» **What the task requires**: Your answer should consist only of the lines below from the one with "filename src/record/arena.rs" through the one with "changes only through", copied exactly.

═══ Extracted material

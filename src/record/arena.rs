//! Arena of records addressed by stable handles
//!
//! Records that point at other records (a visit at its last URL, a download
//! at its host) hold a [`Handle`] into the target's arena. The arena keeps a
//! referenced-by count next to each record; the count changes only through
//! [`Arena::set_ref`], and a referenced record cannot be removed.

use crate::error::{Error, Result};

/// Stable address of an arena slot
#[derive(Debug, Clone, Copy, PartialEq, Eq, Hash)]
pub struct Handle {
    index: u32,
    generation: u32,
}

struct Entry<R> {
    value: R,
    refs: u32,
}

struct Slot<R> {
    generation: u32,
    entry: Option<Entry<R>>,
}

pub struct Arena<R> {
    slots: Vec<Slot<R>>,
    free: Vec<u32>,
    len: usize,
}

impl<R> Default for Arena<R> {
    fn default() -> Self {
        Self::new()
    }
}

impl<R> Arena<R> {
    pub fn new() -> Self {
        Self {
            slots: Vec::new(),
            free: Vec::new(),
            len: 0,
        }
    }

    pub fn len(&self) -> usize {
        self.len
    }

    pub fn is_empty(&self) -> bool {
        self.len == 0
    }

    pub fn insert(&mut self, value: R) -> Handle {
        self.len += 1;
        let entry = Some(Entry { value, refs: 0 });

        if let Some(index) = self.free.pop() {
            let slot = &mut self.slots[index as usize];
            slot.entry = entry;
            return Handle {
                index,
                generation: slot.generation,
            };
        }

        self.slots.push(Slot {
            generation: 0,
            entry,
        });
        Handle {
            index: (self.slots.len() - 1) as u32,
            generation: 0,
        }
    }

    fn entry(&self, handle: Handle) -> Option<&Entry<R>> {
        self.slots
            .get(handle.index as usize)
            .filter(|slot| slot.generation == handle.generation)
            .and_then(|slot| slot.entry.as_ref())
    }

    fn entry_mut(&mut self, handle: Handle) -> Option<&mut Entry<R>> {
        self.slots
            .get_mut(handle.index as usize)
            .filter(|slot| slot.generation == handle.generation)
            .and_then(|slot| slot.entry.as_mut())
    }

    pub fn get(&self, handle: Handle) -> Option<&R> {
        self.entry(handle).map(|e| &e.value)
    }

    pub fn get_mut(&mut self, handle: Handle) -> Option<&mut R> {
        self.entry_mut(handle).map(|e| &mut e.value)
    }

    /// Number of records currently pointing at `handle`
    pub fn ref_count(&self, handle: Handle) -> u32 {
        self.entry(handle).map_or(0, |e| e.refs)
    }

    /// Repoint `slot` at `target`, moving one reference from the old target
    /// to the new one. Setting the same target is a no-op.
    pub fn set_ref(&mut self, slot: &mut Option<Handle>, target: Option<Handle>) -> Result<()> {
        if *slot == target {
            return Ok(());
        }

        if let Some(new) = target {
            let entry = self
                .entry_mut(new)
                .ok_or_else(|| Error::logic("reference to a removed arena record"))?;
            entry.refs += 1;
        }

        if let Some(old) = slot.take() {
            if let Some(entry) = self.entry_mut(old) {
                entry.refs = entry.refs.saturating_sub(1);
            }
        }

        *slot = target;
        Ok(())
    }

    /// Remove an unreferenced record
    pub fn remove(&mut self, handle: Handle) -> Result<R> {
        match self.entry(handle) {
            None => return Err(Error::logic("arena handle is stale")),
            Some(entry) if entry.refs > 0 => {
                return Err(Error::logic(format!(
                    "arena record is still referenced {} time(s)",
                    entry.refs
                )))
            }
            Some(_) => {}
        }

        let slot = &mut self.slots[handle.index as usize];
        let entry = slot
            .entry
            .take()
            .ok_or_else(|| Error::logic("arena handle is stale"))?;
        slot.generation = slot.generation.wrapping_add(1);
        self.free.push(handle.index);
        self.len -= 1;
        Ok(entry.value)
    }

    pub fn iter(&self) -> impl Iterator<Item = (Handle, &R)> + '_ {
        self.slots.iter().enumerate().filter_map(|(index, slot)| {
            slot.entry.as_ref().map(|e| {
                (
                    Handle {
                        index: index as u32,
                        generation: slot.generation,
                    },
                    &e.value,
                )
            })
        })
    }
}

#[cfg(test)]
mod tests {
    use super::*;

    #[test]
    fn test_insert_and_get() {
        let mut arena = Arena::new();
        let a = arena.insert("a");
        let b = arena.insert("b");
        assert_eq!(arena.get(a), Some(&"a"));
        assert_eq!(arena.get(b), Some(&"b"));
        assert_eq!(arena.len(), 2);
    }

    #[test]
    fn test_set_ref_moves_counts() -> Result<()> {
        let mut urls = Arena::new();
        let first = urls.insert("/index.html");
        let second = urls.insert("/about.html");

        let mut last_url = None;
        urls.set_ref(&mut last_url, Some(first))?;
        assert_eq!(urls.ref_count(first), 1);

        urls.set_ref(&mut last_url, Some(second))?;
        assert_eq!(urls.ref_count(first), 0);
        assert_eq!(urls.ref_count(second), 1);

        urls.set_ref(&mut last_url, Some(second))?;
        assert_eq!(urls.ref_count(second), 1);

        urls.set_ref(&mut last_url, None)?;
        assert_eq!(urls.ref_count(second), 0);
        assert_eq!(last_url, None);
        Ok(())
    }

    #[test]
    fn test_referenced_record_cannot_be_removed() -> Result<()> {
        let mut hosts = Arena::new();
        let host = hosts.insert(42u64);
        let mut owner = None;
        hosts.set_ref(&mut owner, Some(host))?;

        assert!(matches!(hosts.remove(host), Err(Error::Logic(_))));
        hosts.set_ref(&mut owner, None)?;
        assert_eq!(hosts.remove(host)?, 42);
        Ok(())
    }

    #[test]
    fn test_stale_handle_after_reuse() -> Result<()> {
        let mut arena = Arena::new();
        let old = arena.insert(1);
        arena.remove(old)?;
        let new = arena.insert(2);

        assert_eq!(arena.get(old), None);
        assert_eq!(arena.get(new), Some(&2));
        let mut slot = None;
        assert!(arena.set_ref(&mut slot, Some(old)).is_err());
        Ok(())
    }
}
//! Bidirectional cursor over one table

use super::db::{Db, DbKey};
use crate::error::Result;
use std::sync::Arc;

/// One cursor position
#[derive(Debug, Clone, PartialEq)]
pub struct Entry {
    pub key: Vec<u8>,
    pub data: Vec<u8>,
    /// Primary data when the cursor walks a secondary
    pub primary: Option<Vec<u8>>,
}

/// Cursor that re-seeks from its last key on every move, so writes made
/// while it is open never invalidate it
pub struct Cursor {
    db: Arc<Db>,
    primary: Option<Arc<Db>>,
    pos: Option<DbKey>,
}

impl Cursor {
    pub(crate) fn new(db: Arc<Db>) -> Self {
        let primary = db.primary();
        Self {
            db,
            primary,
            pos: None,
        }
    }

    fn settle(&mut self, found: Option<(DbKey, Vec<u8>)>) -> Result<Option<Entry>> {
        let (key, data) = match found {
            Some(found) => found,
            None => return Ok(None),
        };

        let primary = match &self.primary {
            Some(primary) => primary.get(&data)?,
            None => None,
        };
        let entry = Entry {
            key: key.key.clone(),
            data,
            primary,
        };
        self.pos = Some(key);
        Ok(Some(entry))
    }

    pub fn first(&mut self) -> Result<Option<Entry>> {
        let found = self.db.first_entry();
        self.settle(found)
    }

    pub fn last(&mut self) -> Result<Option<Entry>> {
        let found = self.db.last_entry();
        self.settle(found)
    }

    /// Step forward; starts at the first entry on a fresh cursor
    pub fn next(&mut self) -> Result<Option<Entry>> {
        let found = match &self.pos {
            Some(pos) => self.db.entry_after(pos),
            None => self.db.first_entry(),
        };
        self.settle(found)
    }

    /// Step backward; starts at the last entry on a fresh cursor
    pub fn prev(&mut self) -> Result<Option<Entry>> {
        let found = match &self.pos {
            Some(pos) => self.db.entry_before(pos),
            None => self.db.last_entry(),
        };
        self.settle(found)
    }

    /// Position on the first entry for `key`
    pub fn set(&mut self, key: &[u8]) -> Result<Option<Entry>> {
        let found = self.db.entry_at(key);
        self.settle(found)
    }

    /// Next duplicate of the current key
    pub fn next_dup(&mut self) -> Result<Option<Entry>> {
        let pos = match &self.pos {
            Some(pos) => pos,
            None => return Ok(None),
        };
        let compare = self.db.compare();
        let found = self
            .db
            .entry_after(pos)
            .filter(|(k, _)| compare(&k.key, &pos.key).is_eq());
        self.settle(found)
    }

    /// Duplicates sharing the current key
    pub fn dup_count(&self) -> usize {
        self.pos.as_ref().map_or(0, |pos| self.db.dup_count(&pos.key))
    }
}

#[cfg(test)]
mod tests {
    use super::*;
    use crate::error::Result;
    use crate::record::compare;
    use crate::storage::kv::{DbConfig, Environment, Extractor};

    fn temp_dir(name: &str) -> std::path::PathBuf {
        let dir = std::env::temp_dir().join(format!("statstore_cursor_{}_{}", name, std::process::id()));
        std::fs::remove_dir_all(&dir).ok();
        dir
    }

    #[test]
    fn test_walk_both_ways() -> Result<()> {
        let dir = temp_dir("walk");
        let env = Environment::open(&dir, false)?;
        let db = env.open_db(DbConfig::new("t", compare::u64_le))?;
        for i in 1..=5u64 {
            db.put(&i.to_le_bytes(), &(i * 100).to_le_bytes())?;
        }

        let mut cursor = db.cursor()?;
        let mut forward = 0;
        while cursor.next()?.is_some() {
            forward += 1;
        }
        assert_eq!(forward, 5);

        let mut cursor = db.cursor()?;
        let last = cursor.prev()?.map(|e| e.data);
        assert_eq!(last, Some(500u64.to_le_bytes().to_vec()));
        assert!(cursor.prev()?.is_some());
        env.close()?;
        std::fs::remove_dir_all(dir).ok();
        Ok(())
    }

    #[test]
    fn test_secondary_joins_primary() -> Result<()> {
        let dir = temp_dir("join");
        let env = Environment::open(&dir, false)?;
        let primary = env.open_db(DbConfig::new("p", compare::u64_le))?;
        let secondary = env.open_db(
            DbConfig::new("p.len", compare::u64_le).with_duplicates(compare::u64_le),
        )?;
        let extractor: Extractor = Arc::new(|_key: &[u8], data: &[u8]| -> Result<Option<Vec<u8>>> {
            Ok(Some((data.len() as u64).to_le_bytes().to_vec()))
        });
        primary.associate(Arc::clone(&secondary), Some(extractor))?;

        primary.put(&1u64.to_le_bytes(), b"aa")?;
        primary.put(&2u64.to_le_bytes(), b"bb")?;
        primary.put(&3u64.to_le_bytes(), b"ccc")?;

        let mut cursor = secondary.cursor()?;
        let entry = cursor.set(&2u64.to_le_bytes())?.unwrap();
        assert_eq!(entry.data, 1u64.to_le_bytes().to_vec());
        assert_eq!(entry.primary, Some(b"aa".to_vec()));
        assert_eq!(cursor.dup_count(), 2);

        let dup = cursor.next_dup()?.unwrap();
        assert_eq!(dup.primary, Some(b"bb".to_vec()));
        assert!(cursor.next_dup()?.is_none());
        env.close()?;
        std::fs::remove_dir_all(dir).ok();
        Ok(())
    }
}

══════
═══ Extracted material

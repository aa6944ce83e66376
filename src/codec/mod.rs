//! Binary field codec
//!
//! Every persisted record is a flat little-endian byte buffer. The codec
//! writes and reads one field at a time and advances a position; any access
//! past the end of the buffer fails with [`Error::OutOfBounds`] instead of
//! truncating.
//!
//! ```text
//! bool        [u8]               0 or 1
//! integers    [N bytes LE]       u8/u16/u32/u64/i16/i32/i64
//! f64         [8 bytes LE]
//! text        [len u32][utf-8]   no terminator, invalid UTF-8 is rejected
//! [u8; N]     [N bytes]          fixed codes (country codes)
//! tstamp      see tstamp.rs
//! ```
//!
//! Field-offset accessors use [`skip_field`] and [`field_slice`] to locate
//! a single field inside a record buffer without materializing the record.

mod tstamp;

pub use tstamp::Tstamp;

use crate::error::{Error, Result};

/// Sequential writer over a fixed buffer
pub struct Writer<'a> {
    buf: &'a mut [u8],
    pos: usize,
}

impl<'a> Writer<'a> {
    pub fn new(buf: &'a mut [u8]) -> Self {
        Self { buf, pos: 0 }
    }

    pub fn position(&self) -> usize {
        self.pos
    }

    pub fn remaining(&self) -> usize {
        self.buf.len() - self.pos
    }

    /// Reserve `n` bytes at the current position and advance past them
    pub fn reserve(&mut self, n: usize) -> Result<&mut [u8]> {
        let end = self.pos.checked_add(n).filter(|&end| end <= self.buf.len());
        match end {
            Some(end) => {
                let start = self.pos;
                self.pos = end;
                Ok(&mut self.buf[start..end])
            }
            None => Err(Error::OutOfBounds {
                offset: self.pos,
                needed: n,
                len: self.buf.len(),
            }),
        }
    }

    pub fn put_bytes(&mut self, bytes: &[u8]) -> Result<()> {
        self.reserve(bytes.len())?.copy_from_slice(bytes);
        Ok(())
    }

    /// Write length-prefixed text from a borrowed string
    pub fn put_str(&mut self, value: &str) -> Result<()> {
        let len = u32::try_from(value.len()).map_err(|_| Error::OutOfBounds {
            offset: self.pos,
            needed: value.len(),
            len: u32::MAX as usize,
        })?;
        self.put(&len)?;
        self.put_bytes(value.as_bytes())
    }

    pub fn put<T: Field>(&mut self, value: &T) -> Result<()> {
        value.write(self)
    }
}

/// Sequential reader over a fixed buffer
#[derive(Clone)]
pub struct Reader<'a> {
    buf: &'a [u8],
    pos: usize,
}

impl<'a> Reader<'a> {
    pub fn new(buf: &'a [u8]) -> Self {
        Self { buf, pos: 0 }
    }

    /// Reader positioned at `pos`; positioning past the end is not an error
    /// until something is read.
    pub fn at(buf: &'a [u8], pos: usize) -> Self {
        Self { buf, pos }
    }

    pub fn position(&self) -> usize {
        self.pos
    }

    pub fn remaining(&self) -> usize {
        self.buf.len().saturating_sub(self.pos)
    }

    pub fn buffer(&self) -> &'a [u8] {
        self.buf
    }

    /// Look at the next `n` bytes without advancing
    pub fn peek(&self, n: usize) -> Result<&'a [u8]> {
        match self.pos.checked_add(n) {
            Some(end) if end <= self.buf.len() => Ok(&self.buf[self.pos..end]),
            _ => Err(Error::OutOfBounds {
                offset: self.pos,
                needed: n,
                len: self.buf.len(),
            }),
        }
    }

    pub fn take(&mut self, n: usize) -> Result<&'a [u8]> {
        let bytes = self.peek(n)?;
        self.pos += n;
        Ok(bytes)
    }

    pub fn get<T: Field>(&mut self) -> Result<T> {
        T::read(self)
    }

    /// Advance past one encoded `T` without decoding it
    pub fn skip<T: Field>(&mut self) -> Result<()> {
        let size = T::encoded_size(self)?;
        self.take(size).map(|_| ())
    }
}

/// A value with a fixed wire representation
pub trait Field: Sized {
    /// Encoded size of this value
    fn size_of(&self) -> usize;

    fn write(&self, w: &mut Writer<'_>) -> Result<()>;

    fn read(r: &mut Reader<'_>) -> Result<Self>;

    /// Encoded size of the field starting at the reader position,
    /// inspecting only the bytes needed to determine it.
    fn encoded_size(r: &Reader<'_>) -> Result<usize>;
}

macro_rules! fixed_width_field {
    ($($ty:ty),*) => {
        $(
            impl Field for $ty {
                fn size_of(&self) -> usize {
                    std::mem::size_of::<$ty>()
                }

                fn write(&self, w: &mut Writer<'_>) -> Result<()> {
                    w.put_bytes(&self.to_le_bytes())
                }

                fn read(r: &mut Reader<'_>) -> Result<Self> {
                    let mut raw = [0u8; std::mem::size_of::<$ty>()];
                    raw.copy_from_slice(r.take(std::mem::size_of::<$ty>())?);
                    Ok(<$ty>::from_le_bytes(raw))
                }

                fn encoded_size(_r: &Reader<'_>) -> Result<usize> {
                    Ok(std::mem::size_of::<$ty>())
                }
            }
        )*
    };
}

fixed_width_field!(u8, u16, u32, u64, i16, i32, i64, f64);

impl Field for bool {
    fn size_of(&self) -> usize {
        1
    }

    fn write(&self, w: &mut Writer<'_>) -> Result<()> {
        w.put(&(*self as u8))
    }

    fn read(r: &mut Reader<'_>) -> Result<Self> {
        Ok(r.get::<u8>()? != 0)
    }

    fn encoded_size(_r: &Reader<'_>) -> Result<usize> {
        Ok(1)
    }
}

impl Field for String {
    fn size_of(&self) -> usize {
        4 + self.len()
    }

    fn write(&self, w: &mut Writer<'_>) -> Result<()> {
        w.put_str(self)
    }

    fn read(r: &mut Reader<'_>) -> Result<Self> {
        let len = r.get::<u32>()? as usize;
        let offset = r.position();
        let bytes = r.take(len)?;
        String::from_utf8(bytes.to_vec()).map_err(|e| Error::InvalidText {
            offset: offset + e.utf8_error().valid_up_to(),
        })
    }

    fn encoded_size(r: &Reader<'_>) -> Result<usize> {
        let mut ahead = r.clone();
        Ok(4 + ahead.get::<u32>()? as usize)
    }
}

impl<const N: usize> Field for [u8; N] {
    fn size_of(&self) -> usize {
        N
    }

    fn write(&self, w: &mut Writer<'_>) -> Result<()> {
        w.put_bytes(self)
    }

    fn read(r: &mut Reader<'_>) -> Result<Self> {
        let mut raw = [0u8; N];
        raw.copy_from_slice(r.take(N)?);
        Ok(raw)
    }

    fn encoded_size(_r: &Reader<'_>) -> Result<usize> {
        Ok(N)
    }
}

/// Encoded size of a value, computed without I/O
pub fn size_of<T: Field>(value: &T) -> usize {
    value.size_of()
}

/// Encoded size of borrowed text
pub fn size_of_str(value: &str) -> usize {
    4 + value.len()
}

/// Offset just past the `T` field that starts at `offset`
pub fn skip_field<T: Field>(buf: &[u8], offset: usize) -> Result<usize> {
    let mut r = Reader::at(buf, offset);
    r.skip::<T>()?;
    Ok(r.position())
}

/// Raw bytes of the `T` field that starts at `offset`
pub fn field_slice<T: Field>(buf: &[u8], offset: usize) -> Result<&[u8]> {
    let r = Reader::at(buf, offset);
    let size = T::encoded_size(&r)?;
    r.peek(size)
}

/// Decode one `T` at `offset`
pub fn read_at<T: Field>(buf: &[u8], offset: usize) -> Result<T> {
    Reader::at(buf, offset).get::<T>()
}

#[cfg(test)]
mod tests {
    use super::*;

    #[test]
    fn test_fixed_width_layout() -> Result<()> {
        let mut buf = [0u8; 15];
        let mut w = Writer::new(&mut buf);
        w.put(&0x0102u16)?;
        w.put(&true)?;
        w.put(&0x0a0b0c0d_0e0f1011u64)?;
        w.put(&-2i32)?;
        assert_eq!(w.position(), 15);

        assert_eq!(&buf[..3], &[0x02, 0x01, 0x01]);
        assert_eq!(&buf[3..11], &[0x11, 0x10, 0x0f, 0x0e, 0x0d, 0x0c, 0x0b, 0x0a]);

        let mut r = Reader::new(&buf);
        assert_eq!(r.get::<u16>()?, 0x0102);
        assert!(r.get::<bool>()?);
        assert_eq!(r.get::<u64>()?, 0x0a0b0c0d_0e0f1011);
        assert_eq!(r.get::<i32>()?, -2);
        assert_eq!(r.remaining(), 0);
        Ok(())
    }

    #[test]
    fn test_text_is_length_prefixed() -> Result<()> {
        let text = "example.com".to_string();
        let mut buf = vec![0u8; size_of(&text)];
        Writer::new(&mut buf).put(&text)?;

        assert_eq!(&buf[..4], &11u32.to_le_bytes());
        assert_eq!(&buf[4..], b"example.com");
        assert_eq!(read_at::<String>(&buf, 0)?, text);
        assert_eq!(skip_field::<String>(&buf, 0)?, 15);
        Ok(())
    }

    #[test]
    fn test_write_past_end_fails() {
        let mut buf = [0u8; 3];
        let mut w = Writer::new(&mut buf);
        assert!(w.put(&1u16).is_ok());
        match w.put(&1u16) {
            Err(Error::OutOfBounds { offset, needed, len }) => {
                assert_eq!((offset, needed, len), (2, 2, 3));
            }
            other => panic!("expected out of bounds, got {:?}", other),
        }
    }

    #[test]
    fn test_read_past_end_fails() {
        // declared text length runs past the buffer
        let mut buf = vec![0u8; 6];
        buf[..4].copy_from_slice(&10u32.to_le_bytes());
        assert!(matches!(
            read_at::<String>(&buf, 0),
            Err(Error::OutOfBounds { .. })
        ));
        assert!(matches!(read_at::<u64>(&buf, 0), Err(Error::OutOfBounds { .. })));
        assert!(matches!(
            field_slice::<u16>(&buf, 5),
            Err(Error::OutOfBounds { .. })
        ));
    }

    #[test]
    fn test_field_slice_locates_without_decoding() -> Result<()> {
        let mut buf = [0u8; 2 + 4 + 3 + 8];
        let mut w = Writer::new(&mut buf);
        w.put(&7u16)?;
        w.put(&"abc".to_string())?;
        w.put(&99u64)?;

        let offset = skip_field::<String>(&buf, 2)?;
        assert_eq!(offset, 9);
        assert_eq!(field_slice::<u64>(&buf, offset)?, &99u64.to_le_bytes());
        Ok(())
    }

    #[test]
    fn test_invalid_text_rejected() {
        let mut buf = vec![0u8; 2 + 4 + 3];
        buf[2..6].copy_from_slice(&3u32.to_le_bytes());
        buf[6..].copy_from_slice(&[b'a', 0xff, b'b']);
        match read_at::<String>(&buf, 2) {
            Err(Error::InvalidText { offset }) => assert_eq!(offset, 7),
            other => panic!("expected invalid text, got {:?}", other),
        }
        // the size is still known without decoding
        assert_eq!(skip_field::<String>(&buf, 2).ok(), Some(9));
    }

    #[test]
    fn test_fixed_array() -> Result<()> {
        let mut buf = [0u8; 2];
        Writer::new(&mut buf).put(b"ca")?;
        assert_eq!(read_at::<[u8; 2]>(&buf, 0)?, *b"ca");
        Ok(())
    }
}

══════

» **Exercise output**:
filename src/record/arena.rs
//! Arena of records addressed by stable handles
//!
//! Records that point at other records (a visit at its last URL, a download
//! at its host) hold a [`Handle`] into the target's arena. The arena keeps a
//! referenced-by count next to each record; the count changes only through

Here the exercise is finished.